Exercise requirements: Go through the entries below and print, exactly, the lines starting at the one with "drops its connection." and ending at the one with "String, start: u16, end: u16", keeping both ends and no others.

Provided information:

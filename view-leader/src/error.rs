use std::{io, time::Duration};

use thiserror::Error;

/// Reasons a single client session is abandoned.
///
/// None of these are fatal to the server: the session task logs the error and
/// drops its connection.
#[derive(Debug, Error)]
pub enum SessionError {
    #[error("timed out after {0:?} waiting for a frame")]
    ReceiveTimeout(Duration),
    #[error("timed out after {0:?} sending a frame")]
    SendTimeout(Duration),
    #[error("failed to decode request: {0}")]
    Decode(bincode::Error),
    #[error("failed to encode response: {0}")]
    Encode(serde_json::Error),
    #[error("frame of {len} bytes exceeds the {max} byte limit")]
    FrameTooLarge { len: usize, max: usize },
    #[error(transparent)]
    Io(#[from] io::Error),
}

#[derive(Debug, Error)]
pub enum BindError {
    #[error("port range {start}..={end} is empty")]
    EmptyRange { start: u16, end: u16 },
    #[error("no port available on {host} in {start}..={end}")]
    NoPortAvailable { host: String, start: u16, end: u16 },
}
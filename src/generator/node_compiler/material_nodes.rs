//! Compilers for built-in material inputs (group 1): geometry, view, screen,
//! custom code, derivatives and vector space transforms.

use super::super::compilation::{Compilation, ShaderTree};
use super::super::types::{Value, ValueType};
use super::{function_nodes, texture_nodes};
use crate::graph::{Node, NodeBox};
use crate::material_info::UsageFlags;

pub const MATERIAL_OUTPUT: u16 = 1;
pub const WORLD_POSITION: u16 = 2;
pub const VIEW: u16 = 3;
pub const NORMAL: u16 = 4;
pub const CAMERA_VECTOR: u16 = 5;
pub const SCREEN_POSITION: u16 = 6;
pub const SCREEN_SIZE: u16 = 7;
pub const CUSTOM_CODE: u16 = 8;
pub const OBJECT_POSITION: u16 = 9;
pub const TWO_SIDED_SIGN: u16 = 10;
pub const CAMERA_DISTANCE: u16 = 11;
pub const VERTEX_COLOR: u16 = 13;
pub const PRE_SKINNED_POSITION: u16 = 14;
pub const PRE_SKINNED_NORMAL: u16 = 15;
pub const SCENE_DEPTH: u16 = 16;
pub const DDX: u16 = 18;
pub const DDY: u16 = 19;
pub const TRANSFORM_VECTOR: u16 = 23;
pub const MATERIAL_FUNCTION: u16 = 24;

/// Number of input and output slots on a Custom Code node.
pub const CUSTOM_CODE_SLOTS: u32 = 4;
/// First output box of a Custom Code node.
pub const CUSTOM_CODE_FIRST_OUTPUT: u32 = 8;

pub fn compile(comp: &mut Compilation, node: &Node, out_box: &NodeBox, subtype: u16) -> Value {
    let f3 = |e: &str| Value::new(ValueType::Float3, e);
    match subtype {
        WORLD_POSITION => f3("input.WorldPosition"),
        VIEW => match out_box.id {
            0 => f3("ViewPos"),
            1 => f3("ViewDir"),
            _ => Value::new(ValueType::Float, "ViewFar"),
        },
        NORMAL => f3("input.TBN[2]"),
        CAMERA_VECTOR => f3("normalize(ViewPos - input.WorldPosition)"),
        SCREEN_POSITION => match out_box.id {
            0 => Value::new(ValueType::Float2, "input.SvPosition.xy"),
            _ => Value::new(ValueType::Float2, "(input.SvPosition.xy * ScreenSize.zw)"),
        },
        SCREEN_SIZE => match out_box.id {
            0 => Value::new(ValueType::Float2, "ScreenSize.xy"),
            _ => Value::new(ValueType::Float2, "ScreenSize.zw"),
        },
        CUSTOM_CODE => compile_custom_code(comp, node, out_box),
        OBJECT_POSITION => f3("GetObjectPosition(input)"),
        TWO_SIDED_SIGN => Value::new(ValueType::Float, "input.TwoSidedSign"),
        CAMERA_DISTANCE => Value::new(ValueType::Float, "distance(ViewPos, input.WorldPosition)"),
        VERTEX_COLOR => {
            comp.add_layer_usage(UsageFlags::USE_VERTEX_COLOR);
            let color = Value::new(ValueType::Float4, "input.VertexColor");
            match out_box.id {
                id @ 1..=4 => color.component(id as usize - 1),
                _ => color,
            }
        }
        PRE_SKINNED_POSITION => f3("input.PreSkinnedPosition"),
        PRE_SKINNED_NORMAL => f3("input.PreSkinnedNormal"),
        SCENE_DEPTH => {
            let uv = comp.try_get_value(
                node,
                0,
                Value::new(ValueType::Float2, "(input.SvPosition.xy * ScreenSize.zw)"),
            );
            texture_nodes::sample_scene_depth(comp, node, &uv)
        }
        DDX | DDY => {
            let v = comp.try_get_value(node, 0, Value::float(0.0));
            if comp.current_tree != ShaderTree::Pixel {
                return Value::zero(v.ty);
            }
            let f = if subtype == DDX { "ddx" } else { "ddy" };
            Value::new(v.ty, format!("{f}({})", v.expr))
        }
        TRANSFORM_VECTOR => compile_transform_vector(comp, node),
        MATERIAL_FUNCTION => function_nodes::compile_material_function(comp, node, out_box),
        MATERIAL_OUTPUT => {
            comp.error(node, out_box.id, "material output node cannot be used as an input");
            Value::zero(out_box.ty)
        }
        _ => super::unsupported(comp, node, out_box),
    }
}

/// Replace whole-word occurrences of `ident` in HLSL `code`.
pub fn replace_identifier(code: &str, ident: &str, with: &str) -> String {
    let is_ident = |c: char| c.is_ascii_alphanumeric() || c == '_';
    let mut out = String::with_capacity(code.len());
    let mut rest = code;
    while let Some(pos) = rest.find(ident) {
        let before = rest[..pos].chars().next_back();
        let after = rest[pos + ident.len()..].chars().next();
        out.push_str(&rest[..pos]);
        if before.is_some_and(is_ident) || after.is_some_and(is_ident) {
            out.push_str(ident);
        } else {
            out.push_str(with);
        }
        rest = &rest[pos + ident.len()..];
    }
    out.push_str(rest);
    out
}

/// Custom Code: `Input0..3` read boxes 0..3, `Output0..3` are float4 locals on boxes 8..11.
fn compile_custom_code(comp: &mut Compilation, node: &Node, out_box: &NodeBox) -> Value {
    let inputs: Vec<Value> = (0..CUSTOM_CODE_SLOTS)
        .map(|i| comp.try_get_value(node, i, Value::zero(ValueType::Float4)).cast(ValueType::Float4))
        .collect();
    let outputs: Vec<Value> = (0..CUSTOM_CODE_SLOTS)
        .map(|_| comp.writer.write_local(ValueType::Float4, None, Some(node.id)))
        .collect();

    let mut code = node.value(0).and_then(|v| v.as_str()).unwrap_or_default().to_string();
    for i in 0..CUSTOM_CODE_SLOTS as usize {
        code = replace_identifier(&code, &format!("Input{i}"), &inputs[i].expr);
        code = replace_identifier(&code, &format!("Output{i}"), &outputs[i].expr);
    }
    comp.writer.write_line("{");
    comp.writer.push_indent();
    for line in code.lines() {
        comp.writer.write_line(line.trim_end());
    }
    comp.writer.pop_indent();
    comp.writer.write_line("}");

    for (i, out) in outputs.iter().enumerate() {
        let box_id = CUSTOM_CODE_FIRST_OUTPUT + i as u32;
        if let Some(b) = node.get_box(box_id) {
            comp.set_box_cache(node, box_id, out.cast(b.ty));
        }
    }
    match out_box.id.checked_sub(CUSTOM_CODE_FIRST_OUTPUT) {
        Some(i) if i < CUSTOM_CODE_SLOTS => outputs[i as usize].cast(out_box.ty),
        _ => Value::zero(out_box.ty),
    }
}

/// Vector spaces understood by Transform Vector (`values[0]` from, `values[1]` to).
#[derive(Clone, Copy, Debug, PartialEq, Eq)]
pub enum TransformSpace {
    Tangent,
    World,
    View,
    Local,
}

impl TransformSpace {
    pub fn from_i32(v: i32) -> Option<Self> {
        Some(match v {
            0 => TransformSpace::Tangent,
            1 => TransformSpace::World,
            2 => TransformSpace::View,
            3 => TransformSpace::Local,
            _ => return None,
        })
    }
}

fn compile_transform_vector(comp: &mut Compilation, node: &Node) -> Value {
    let v = comp.try_get_value(node, 0, Value::zero(ValueType::Float3)).cast(ValueType::Float3);
    let from = TransformSpace::from_i32(node.value_i32(0, 0));
    let to = TransformSpace::from_i32(node.value_i32(1, 1));
    let (Some(from), Some(to)) = (from, to) else {
        comp.error(node, 1, "invalid transform space");
        return v;
    };
    if from == to {
        return v;
    }
    let to_world = match from {
        TransformSpace::Tangent => format!("TransformTangentVectorToWorld(input, {})", v.expr),
        TransformSpace::View => format!("TransformViewVectorToWorld({})", v.expr),
        TransformSpace::Local => format!("TransformLocalVectorToWorld(input, {})", v.expr),
        TransformSpace::World => v.expr.clone(),
    };
    let expr = match to {
        TransformSpace::Tangent => format!("TransformWorldVectorToTangent(input, {to_world})"),
        TransformSpace::View => format!("TransformWorldVectorToView({to_world})"),
        TransformSpace::Local => format!("TransformWorldVectorToLocal(input, {to_world})"),
        TransformSpace::World => to_world,
    };
    comp.writer.write_local(ValueType::Float3, Some(&expr), Some(node.id))
}
//! Particle emitter graph to HLSL.

use std::fmt::Write as _;
use std::sync::Arc;

use uuid::Uuid;

use super::attributes::ParticleAttribute;
use super::modules::{self, ModuleStage};
use crate::asset_store::AssetStore;
use crate::error::GeneratorError;
use crate::generator::compilation::{Compilation, ShaderTree};
use crate::generator::node_compiler::GROUP_PARTICLE_MODULES;
use crate::generator::writer::ShaderWriter;
use crate::graph::Graph;

/// Include providing `Context`, the particle buffer accessors and `RAND*`.
pub const PARTICLE_EMITTER_INCLUDE: &str = "Particles/ParticleEmitterCommon.hlsl";

#[derive(Debug, Clone)]
pub struct GeneratedEmitter {
    pub source: String,
    pub parameters: Vec<u8>,
    /// Particle record layout in first-access order.
    pub layout: Vec<ParticleAttribute>,
    /// Particle record size in bytes.
    pub stride: u32,
    pub includes: Vec<String>,
    pub dependencies: Vec<Uuid>,
    pub errors: Vec<GeneratorError>,
}

pub struct ParticleEmitterGenerator {
    id: Uuid,
    graph: Arc<Graph>,
    assets: AssetStore,
    node_comments: bool,
}

impl ParticleEmitterGenerator {
    pub fn new(id: Uuid, graph: Arc<Graph>, assets: AssetStore) -> Self {
        Self {
            id,
            graph,
            assets,
            node_comments: false,
        }
    }

    pub fn with_node_comments(mut self, enabled: bool) -> Self {
        self.node_comments = enabled;
        self
    }

    pub fn generate(&self) -> GeneratedEmitter {
        let mut c = Compilation::new_emitter(self.id, self.graph.clone(), self.assets.clone());
        c.writer = ShaderWriter::new().with_node_comments(self.node_comments);
        c.add_include(PARTICLE_EMITTER_INCLUDE);

        let mut bodies = Vec::with_capacity(ModuleStage::ALL.len());
        for stage in ModuleStage::ALL {
            c.begin_tree(ShaderTree::Compute);
            for node in self.graph.nodes() {
                if node.type_id.group() != GROUP_PARTICLE_MODULES || !modules::is_enabled(node) {
                    continue;
                }
                match modules::module_stage(node) {
                    Some(s) if s == stage => modules::compile_module(&mut c, node),
                    Some(_) => {}
                    None => c.error(node, 0, format!("invalid module stage {}", node.value_i32(1, 0))),
                }
            }
            bodies.push((stage, c.writer.take()));
        }

        let source = write_source(self.id, &c, &bodies);
        log::debug!(
            "emitter {}: generated {} bytes, {} attributes, {} errors",
            self.id,
            source.len(),
            c.particle_layout.attributes().len(),
            c.errors().len()
        );
        GeneratedEmitter {
            source,
            parameters: c.params.serialize(),
            layout: c.particle_layout.attributes().to_vec(),
            stride: c.particle_layout.size(),
            includes: c.includes().map(str::to_string).collect(),
            dependencies: c.dependencies().to_vec(),
            errors: c.errors().to_vec(),
        }
    }
}

fn write_source(id: Uuid, c: &Compilation, bodies: &[(ModuleStage, String)]) -> String {
    let mut out = String::new();
    let _ = writeln!(out, "// Particle emitter {id}");
    out.push_str("// Generated source. Do not edit.\n\n");
    let _ = writeln!(out, "#include \"{PARTICLE_EMITTER_INCLUDE}\"");
    for inc in c.includes().filter(|i| *i != PARTICLE_EMITTER_INCLUDE) {
        let _ = writeln!(out, "#include \"{inc}\"");
    }
    out.push('\n');
    let _ = writeln!(out, "#define PARTICLE_STRIDE {}", c.particle_layout.size());
    out.push('\n');

    let decl = c.params.declarations();
    if !decl.is_empty() {
        out.push_str(&decl);
        out.push('\n');
    }

    for (stage, body) in bodies {
        let _ = writeln!(out, "void {}(Context context)\n{{", stage.function_name());
        out.push_str(body);
        out.push_str("}\n\n");
    }
    out
}
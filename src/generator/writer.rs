//! Append-only HLSL text sink used while walking a graph.

use std::fmt::Write as _;

use super::types::{Value, ValueType};
use super::utils::format_values;

/// Prefix of generated local variables.
pub const LOCAL_PREFIX: &str = "Local";

/// Text buffer for one function body plus the per-compilation local counter.
///
/// Locals are numbered monotonically across the whole compilation so a name
/// is never reused even though each shader tree gets its own body.
#[derive(Debug, Default)]
pub struct ShaderWriter {
    text: String,
    locals: u32,
    indent: usize,
    node_comments: bool,
}

impl ShaderWriter {
    pub fn new() -> Self {
        Self {
            indent: 1,
            ..Self::default()
        }
    }

    /// Annotate each emitted local with the id of the node that produced it.
    pub fn with_node_comments(mut self, enabled: bool) -> Self {
        self.node_comments = enabled;
        self
    }

    pub fn text(&self) -> &str {
        &self.text
    }

    /// Move the buffered text out, keeping the local counter.
    pub fn take(&mut self) -> String {
        std::mem::take(&mut self.text)
    }

    pub fn local_count(&self) -> u32 {
        self.locals
    }

    pub fn push_indent(&mut self) {
        self.indent += 1;
    }

    pub fn pop_indent(&mut self) {
        self.indent = self.indent.saturating_sub(1);
    }

    /// Write one line at the current indentation.
    pub fn write_line(&mut self, line: &str) {
        for _ in 0..self.indent {
            self.text.push('\t');
        }
        self.text.push_str(line);
        self.text.push('\n');
    }

    /// Write a line with `{i}` placeholders replaced by value expressions.
    pub fn write(&mut self, template: &str, args: &[&Value]) {
        let line = format_values(template, args);
        for l in line.lines() {
            self.write_line(l);
        }
    }

    /// Reserve a new unique local name without writing anything.
    pub fn next_local_name(&mut self) -> String {
        self.locals += 1;
        format!("{LOCAL_PREFIX}{}", self.locals)
    }

    /// Declare `<type> LocalN = <init>;` and return the new local.
    ///
    /// A missing initializer declares the zero of `ty`.
    pub fn write_local(&mut self, ty: ValueType, init: Option<&str>, node: Option<u32>) -> Value {
        let name = self.next_local_name();
        let zero;
        let init = match init {
            Some(i) => i,
            None => {
                zero = Value::zero(ty);
                if zero.is_valid() { zero.expr.as_str() } else { "0" }
            }
        };
        let mut line = format!("{} {} = {};", ty.hlsl(), name, init);
        if self.node_comments {
            if let Some(id) = node {
                let _ = write!(line, " // node {id}");
            }
        }
        self.write_line(&line);
        Value::new(ty, name)
    }

    /// Declare a local of a custom HLSL type (for example a struct), zero-initialized.
    pub fn write_struct_local(&mut self, type_name: &str, ty: ValueType) -> Value {
        let name = self.next_local_name();
        self.write_line(&format!("{type_name} {name} = ({type_name})0;"));
        Value::new(ty, name)
    }
}

#[cfg(test)]
mod tests {
    use super::*;

    #[test]
    fn locals_are_numbered_across_takes() {
        let mut w = ShaderWriter::new();
        let a = w.write_local(ValueType::Float4, Some("Param1.Sample(SamplerLinearWrap, uv)"), None);
        assert_eq!(a.expr, "Local1");
        let first = w.take();
        assert_eq!(first, "\tfloat4 Local1 = Param1.Sample(SamplerLinearWrap, uv);\n");
        let b = w.write_local(ValueType::Float, None, None);
        assert_eq!(b.expr, "Local2");
        assert_eq!(w.text(), "\tfloat Local2 = 0;\n");
    }

    #[test]
    fn node_comments_are_optional() {
        let mut w = ShaderWriter::new().with_node_comments(true);
        w.write_local(ValueType::Float2, Some("uv"), Some(7));
        assert!(w.text().ends_with("// node 7\n"));
    }

    #[test]
    fn write_substitutes_values() {
        let mut w = ShaderWriter::new();
        let v = Value::new(ValueType::Float, "Local3");
        w.write("material.Roughness = {0};", &[&v]);
        assert_eq!(w.text(), "\tmaterial.Roughness = Local3;\n");
    }
}
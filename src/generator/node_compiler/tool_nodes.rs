//! Compilers for tool nodes (group 4).

use super::super::compilation::Compilation;
use super::super::types::{Value, ValueType};
use super::super::utils::coerce_for_binary;
use crate::graph::{Node, NodeBox};

pub const FRESNEL: u16 = 1;
pub const DESATURATION: u16 = 2;
pub const TIME: u16 = 3;
pub const PANNER: u16 = 4;
pub const LINEARIZE_DEPTH: u16 = 5;
pub const ROTATOR: u16 = 6;
pub const SPHERE_MASK: u16 = 7;

pub fn compile(comp: &mut Compilation, node: &Node, out_box: &NodeBox, subtype: u16) -> Value {
    match subtype {
        FRESNEL => compile_fresnel(comp, node),
        DESATURATION => compile_desaturation(comp, node),
        TIME => Value::new(ValueType::Float, "TimeParam"),
        PANNER => compile_panner(comp, node),
        LINEARIZE_DEPTH => {
            let depth = comp.try_get_value(node, 0, Value::float(0.0)).cast(ValueType::Float);
            let expr = format!("ViewInfo.w / ({} - ViewInfo.z)", depth.expr);
            comp.writer.write_local(ValueType::Float, Some(&expr), Some(node.id))
        }
        ROTATOR => compile_rotator(comp, node),
        SPHERE_MASK => compile_sphere_mask(comp, node),
        _ => super::unsupported(comp, node, out_box),
    }
}

/// Exponent 0, base reflect fraction 1, normal 2.
fn compile_fresnel(comp: &mut Compilation, node: &Node) -> Value {
    let exponent = comp.try_get_value(node, 0, Value::float(5.0)).cast(ValueType::Float);
    let base = comp.try_get_value(node, 1, Value::float(0.04)).cast(ValueType::Float);
    let normal = comp
        .try_get_value(node, 2, Value::new(ValueType::Float3, "input.TBN[2]"))
        .cast(ValueType::Float3);
    let expr = format!(
        "{1} + (1 - {1}) * pow(1 - saturate(dot({2}, normalize(ViewPos - input.WorldPosition))), {0})",
        exponent.expr, base.expr, normal.expr
    );
    comp.writer.write_local(ValueType::Float, Some(&expr), Some(node.id))
}

/// Color 0, fraction 1, luminance factors 2.
fn compile_desaturation(comp: &mut Compilation, node: &Node) -> Value {
    let color = comp
        .try_get_value(node, 0, Value::zero(ValueType::Float3))
        .cast(ValueType::Float3);
    let scale = comp.try_get_value(node, 1, Value::float(1.0)).cast(ValueType::Float);
    let luminance = comp
        .try_get_value(node, 2, Value::float3([0.3, 0.59, 0.11]))
        .cast(ValueType::Float3);
    let expr = format!(
        "lerp({0}, dot({0}, {1}), {2})",
        color.expr, luminance.expr, scale.expr
    );
    comp.writer.write_local(ValueType::Float3, Some(&expr), Some(node.id))
}

/// UV 0, time 1, speed 2; `values[0]` keeps only the fractional part.
fn compile_panner(comp: &mut Compilation, node: &Node) -> Value {
    let uv = comp
        .try_get_value(node, 0, comp.tex_coord())
        .cast(ValueType::Float2);
    let time = comp
        .try_get_value(node, 1, Value::new(ValueType::Float, "TimeParam"))
        .cast(ValueType::Float);
    let speed = comp.try_get_value(node, 2, Value::float2([1.0, 1.0])).cast(ValueType::Float2);
    let offset = format!("{} * {}", speed.expr, time.expr);
    let expr = if node.value_bool(0, false) {
        format!("{} + frac({offset})", uv.expr)
    } else {
        format!("{} + {offset}", uv.expr)
    };
    comp.writer.write_local(ValueType::Float2, Some(&expr), Some(node.id))
}

/// UV 0, center 1, rotation angle 2.
fn compile_rotator(comp: &mut Compilation, node: &Node) -> Value {
    let uv = comp
        .try_get_value(node, 0, comp.tex_coord())
        .cast(ValueType::Float2);
    let center = comp.try_get_value(node, 1, Value::float2([0.5, 0.5])).cast(ValueType::Float2);
    let angle = comp.try_get_value(node, 2, Value::float(0.0)).cast(ValueType::Float);
    let id = Some(node.id);
    let w = &mut comp.writer;
    let d = w.write_local(ValueType::Float2, Some(&format!("{} - {}", uv.expr, center.expr)), id);
    let s = w.write_local(ValueType::Float, Some(&format!("sin({})", angle.expr)), id);
    let c = w.write_local(ValueType::Float, Some(&format!("cos({})", angle.expr)), id);
    let expr = format!(
        "{0} + float2({1}.x * {3} - {1}.y * {2}, {1}.x * {2} + {1}.y * {3})",
        center.expr, d.expr, s.expr, c.expr
    );
    w.write_local(ValueType::Float2, Some(&expr), id)
}

/// A 0, B 1, radius 2, hardness 3; `values[0]` inverts the mask.
fn compile_sphere_mask(comp: &mut Compilation, node: &Node) -> Value {
    let a = comp.try_get_value(node, 0, Value::float(0.0));
    let b = comp.try_get_value(node, 1, Value::float(0.0));
    let (a, b, _) = coerce_for_binary(a, b);
    let radius = comp.try_get_value(node, 2, Value::float(0.3)).cast(ValueType::Float);
    let hardness = comp.try_get_value(node, 3, Value::float(0.5)).cast(ValueType::Float);
    let mask = format!(
        "saturate((1 - distance({}, {}) / max({}, 0.00001)) / max(1 - {}, 0.00001))",
        a.expr, b.expr, radius.expr, hardness.expr
    );
    let expr = if node.value_bool(0, false) {
        format!("1 - {mask}")
    } else {
        mask
    };
    comp.writer.write_local(ValueType::Float, Some(&expr), Some(node.id))
}

#[cfg(test)]
mod tests {
    use super::super::test_utils::{eval_channel, material_graph, node};
    use super::*;
    use crate::asset_store::AssetStore;
    use crate::generator::material::MaterialChannel;
    use crate::graph::NodeValue;
    use crate::material_info::MaterialInfo;

    #[test]
    fn fresnel_defaults() {
        let mut g = material_graph();
        g.add_node(node(
            2,
            4,
            FRESNEL,
            &[
                (0, ValueType::Float),
                (1, ValueType::Float),
                (2, ValueType::Float3),
                (3, ValueType::Float),
            ],
        ))
        .unwrap();
        g.connect_ids(2, 3, 1, MaterialChannel::Opacity.box_id()).unwrap();
        let (v, c) = eval_channel(g, MaterialInfo::default(), AssetStore::new(), MaterialChannel::Opacity);
        assert_eq!(v.expr, "Local1");
        assert!(c.writer.text().contains(
            "float Local1 = 0.04 + (1 - 0.04) * pow(1 - saturate(dot(input.TBN[2], normalize(ViewPos - input.WorldPosition))), 5);"
        ));
    }

    #[test]
    fn panner_with_fraction() {
        let mut g = material_graph();
        g.add_node(
            node(
                2,
                4,
                PANNER,
                &[
                    (0, ValueType::Float2),
                    (1, ValueType::Float),
                    (2, ValueType::Float2),
                    (3, ValueType::Float2),
                ],
            )
            .with_value(NodeValue::Bool(true)),
        )
        .unwrap();
        g.connect_ids(2, 3, 1, MaterialChannel::Emissive.box_id()).unwrap();
        let (v, c) = eval_channel(g, MaterialInfo::default(), AssetStore::new(), MaterialChannel::Emissive);
        assert_eq!(v.expr, "float3(Local1,0)");
        assert!(c
            .writer
            .text()
            .contains("float2 Local1 = input.TexCoord.xy + frac(float2(1,1) * TimeParam);"));
    }

    #[test]
    fn inverted_sphere_mask() {
        let mut g = material_graph();
        g.add_node(
            node(
                2,
                4,
                SPHERE_MASK,
                &[
                    (0, ValueType::Void),
                    (1, ValueType::Void),
                    (2, ValueType::Float),
                    (3, ValueType::Float),
                    (4, ValueType::Float),
                ],
            )
            .with_value(NodeValue::Bool(true)),
        )
        .unwrap();
        g.connect_ids(2, 4, 1, MaterialChannel::Mask.box_id()).unwrap();
        let (_, c) = eval_channel(g, MaterialInfo::default(), AssetStore::new(), MaterialChannel::Mask);
        assert!(c.writer.text().contains(
            "float Local1 = 1 - saturate((1 - distance(0, 0) / max(0.3, 0.00001)) / max(1 - 0.5, 0.00001));"
        ));
    }
}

Solution to the exercise:
/// drops its connection.
#[derive(Debug, Error)]
pub enum SessionError {
    #[error("timed out after {0:?} waiting for a frame")]
    ReceiveTimeout(Duration),
    #[error("timed out after {0:?} sending a frame")]
    SendTimeout(Duration),
    #[error("failed to decode request: {0}")]
    Decode(bincode::Error),
    #[error("failed to encode response: {0}")]
    Encode(serde_json::Error),
    #[error("frame of {len} bytes exceeds the {max} byte limit")]
    FrameTooLarge { len: usize, max: usize },
    #[error(transparent)]
    Io(#[from] io::Error),
}

#[derive(Debug, Error)]
pub enum BindError {
    #[error("port range {start}..={end} is empty")]
    EmptyRange { start: u16, end: u16 },
    #[error("no port available on {host} in {start}..={end}")]
    NoPortAvailable { host: String, start: u16, end: u16 },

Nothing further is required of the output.